Que sont les hallucinations de l'IA ?+

Les hallucinations de l'IA se produisent lorsque les modèles de langage génèrent de fausses informations présentées comme des faits. L'IA affirme avec assurance des choses qui n'existent pas, invente des citations ou fabrique des détails — le tout sur un ton autoritaire.

Pourquoi les modèles d'IA hallucinent-ils ?+

Les LLM prédisent les prochains tokens probables en se basant sur des patterns, pas sur la vérité. Ils ne « connaissent » pas les faits — ils génèrent du texte plausible. Lorsque les données d'entraînement sont insuffisantes ou ambiguës, ils comblent les lacunes avec du contenu fabriqué mais vraisemblable.

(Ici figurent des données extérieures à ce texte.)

#[cfg(test)]
mod tests {
    use super::*;
    use core::sync::atomic::AtomicBool;
    use embedded_hal_mock::eh1::delay::NoopDelay;
    use embedded_hal_mock::eh1::spi::{Mock as SpiMock, Transaction as SpiTransaction};

    fn frame(mosi: &[u8], miso: &[u8]) -> [SpiTransaction<u8>; 3] {
        [
            SpiTransaction::transaction_start(),
            SpiTransaction::transfer_in_place(mosi.to_vec(), miso.to_vec()),
            SpiTransaction::transaction_end(),
        ]
    }

    fn spi(frames: &[[SpiTransaction<u8>; 3]]) -> SpiMock<u8> {
        SpiMock::new(frames.iter().flatten())
    }

    const POLL_FRAME: [u8; 10] = [0xA4, 0, 0, 0, 0, 0, 0, 0, 0, 0];

    #[test]
    fn cycle_counts_then_measure_applies_board_mapping() {
        let mut bus = spi(&[
            frame(&[0x04, 0, 200, 0, 200, 0, 200], &[0; 7]),
            frame(&POLL_FRAME, &[0x00, 0, 0, 1, 0, 0, 2, 0, 0, 3]),
        ]);
        let mut mag = Rm3100::new_spi(bus.clone(), MagConfig::default());

        mag.set_cycle_counts(200, 200, 200).unwrap();
        let field = mag.measure().unwrap();

        assert_eq!(field.x, 2.0 / 75.0);
        assert_eq!(field.y, 1.0 / 75.0);
        assert_eq!(field.z, -3.0 / 75.0);
        assert_eq!(field.raw, [1, 2, 3]);
        assert!(!field.ready);
        bus.done();
    }

    #[test]
    fn continuous_mode_locks_only_cycle_counts() {
        let mut bus = spi(&[
            frame(&[0x01, 0x71], &[0x00, 0x00]),
            frame(&[0x0B, 0x96], &[0x00, 0x00]),
            frame(&POLL_FRAME, &[0x80, 0xFF, 0xFF, 0xFF, 0, 0, 0, 0x80, 0, 0]),
            frame(&[0x01, 0x00], &[0x00, 0x00]),
        ]);
        let mut mag = Rm3100::new_spi(bus.clone(), MagConfig::default());

        mag.start_continuous().unwrap();
        assert_eq!(
            mag.set_cycle_counts(100, 100, 100),
            Err(Error::Protocol(ProtocolError::IllegalState))
        );
        mag.set_update_rate(UpdateRate::Hz37).unwrap();

        let field = mag.measure().unwrap();
        assert!(field.ready);
        assert_eq!(field.raw, [-1, 0, -0x80_0000]);
        assert_eq!(mag.mode(), DeviceMode::Continuous);

        mag.stop().unwrap();
        assert_eq!(mag.mode(), DeviceMode::Idle);
        bus.done();
    }

    #[test]
    fn single_measurement_polls_status_until_ready() {
        let mut bus = spi(&[
            frame(&[0x00, 0x70], &[0x00, 0x00]),
            frame(&[0xB4, 0x00], &[0x00, 0x00]),
            frame(&[0xB4, 0x00], &[0x00, 0x80]),
            frame(&POLL_FRAME, &[0x80, 0, 0, 75, 0, 0, 150, 0, 0, 0]),
        ]);
        let mut mag = Rm3100::new_spi(bus.clone(), MagConfig::default());

        let field = mag.measure_single(&mut NoopDelay::new(), 10_000).unwrap();
        assert_eq!(field.x, 2.0);
        assert_eq!(field.y, 1.0);
        assert_eq!(field.z, 0.0);
        assert_eq!(mag.mode(), DeviceMode::Idle);
        bus.done();
    }

    #[test]
    fn status_wait_times_out_and_leaves_the_measurement_pending() {
        let mut bus = spi(&[
            frame(&[0x00, 0x70], &[0x00, 0x00]),
            frame(&[0xB4, 0x00], &[0x00, 0x00]),
            frame(&[0xB4, 0x00], &[0x00, 0x00]),
            frame(&[0xB4, 0x00], &[0x00, 0x00]),
        ]);
        let mut mag = Rm3100::new_spi(bus.clone(), MagConfig::default());

        assert_eq!(mag.measure_single(&mut NoopDelay::new(), 200), Err(Error::Timeout));
        assert_eq!(mag.mode(), DeviceMode::ConversionPending);
        assert_eq!(mag.measure(), Err(Error::Protocol(ProtocolError::IllegalState)));
        bus.done();
    }

    #[test]
    fn cancelled_wait_is_reported_distinctly() {
        let mut bus = spi(&[frame(&[0x00, 0x70], &[0x00, 0x00])]);
        let mut mag = Rm3100::new_spi(bus.clone(), MagConfig::default());
        let cancel = AtomicBool::new(true);

        assert_eq!(
            mag.measure_single_with_cancel(&mut NoopDelay::new(), 10_000, &cancel),
            Err(Error::Cancelled)
        );
        bus.done();
    }

    #[test]
    fn out_of_range_settings_never_reach_the_bus() {
        let mut bus = spi(&[]);
        let mut mag = Rm3100::new_spi(bus.clone(), MagConfig::default());

        assert_eq!(
            mag.set_cycle_counts(200, 401, 200),
            Err(Error::Protocol(ProtocolError::InvalidField))
        );
        assert_eq!(mag.set_tmrc(0x91), Err(Error::Protocol(ProtocolError::InvalidField)));
        assert_eq!(
            mag.write_registers(REG_MX, &[0, 0, 0]),
            Err(Error::Protocol(ProtocolError::InvalidField))
        );
        assert_eq!(mag.stop(), Err(Error::Protocol(ProtocolError::IllegalState)));

        let config = MagConfig::new().counts_per_ut(-1.0).build();
        assert_eq!(mag.configure(config), Err(Error::Protocol(ProtocolError::InvalidField)));
        bus.done();
    }

    fn read_revision<D: RegisterAddressableDevice>(device: &mut D) -> Result<u8, D::Error> {
        device.read_register(REG_REVID)
    }

    #[test]
    fn registers_are_reachable_through_the_shared_capability() {
        let mut bus = spi(&[
            frame(&[0xB6, 0x00], &[0x00, 0x22]),
            frame(&[0xB6, 0x00], &[0x00, 0x22]),
            frame(&[0x84, 0, 0, 0, 0, 0, 0], &[0, 0, 200, 0, 150, 1, 0x90]),
        ]);
        let mut mag = Rm3100::new_spi(bus.clone(), MagConfig::default());

        assert_eq!(read_revision(&mut mag), Ok(0x22));
        assert_eq!(mag.revision_matches(), Ok(true));
        assert_eq!(mag.cycle_counts(), Ok([200, 150, 400]));
        bus.done();
    }
}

Comment réduire les hallucinations de l'IA ?+

Utilisez le RAG pour ancrer les réponses dans de vrais documents, demandez des sources et vérifiez-les, baissez la température pour les tâches factuelles, utilisez le chain-of-thought prompting, et vérifiez toujours les informations critiques.

Certains modèles d'IA sont-ils meilleurs pour éviter les hallucinations ?+

Les modèles entraînés avec le RLHF et des techniques comme Constitutional AI hallucinent moins. Claude, GPT-4 et Gemini sont généralement plus fiables que les modèles plus petits. Mais tous les LLM peuvent halluciner.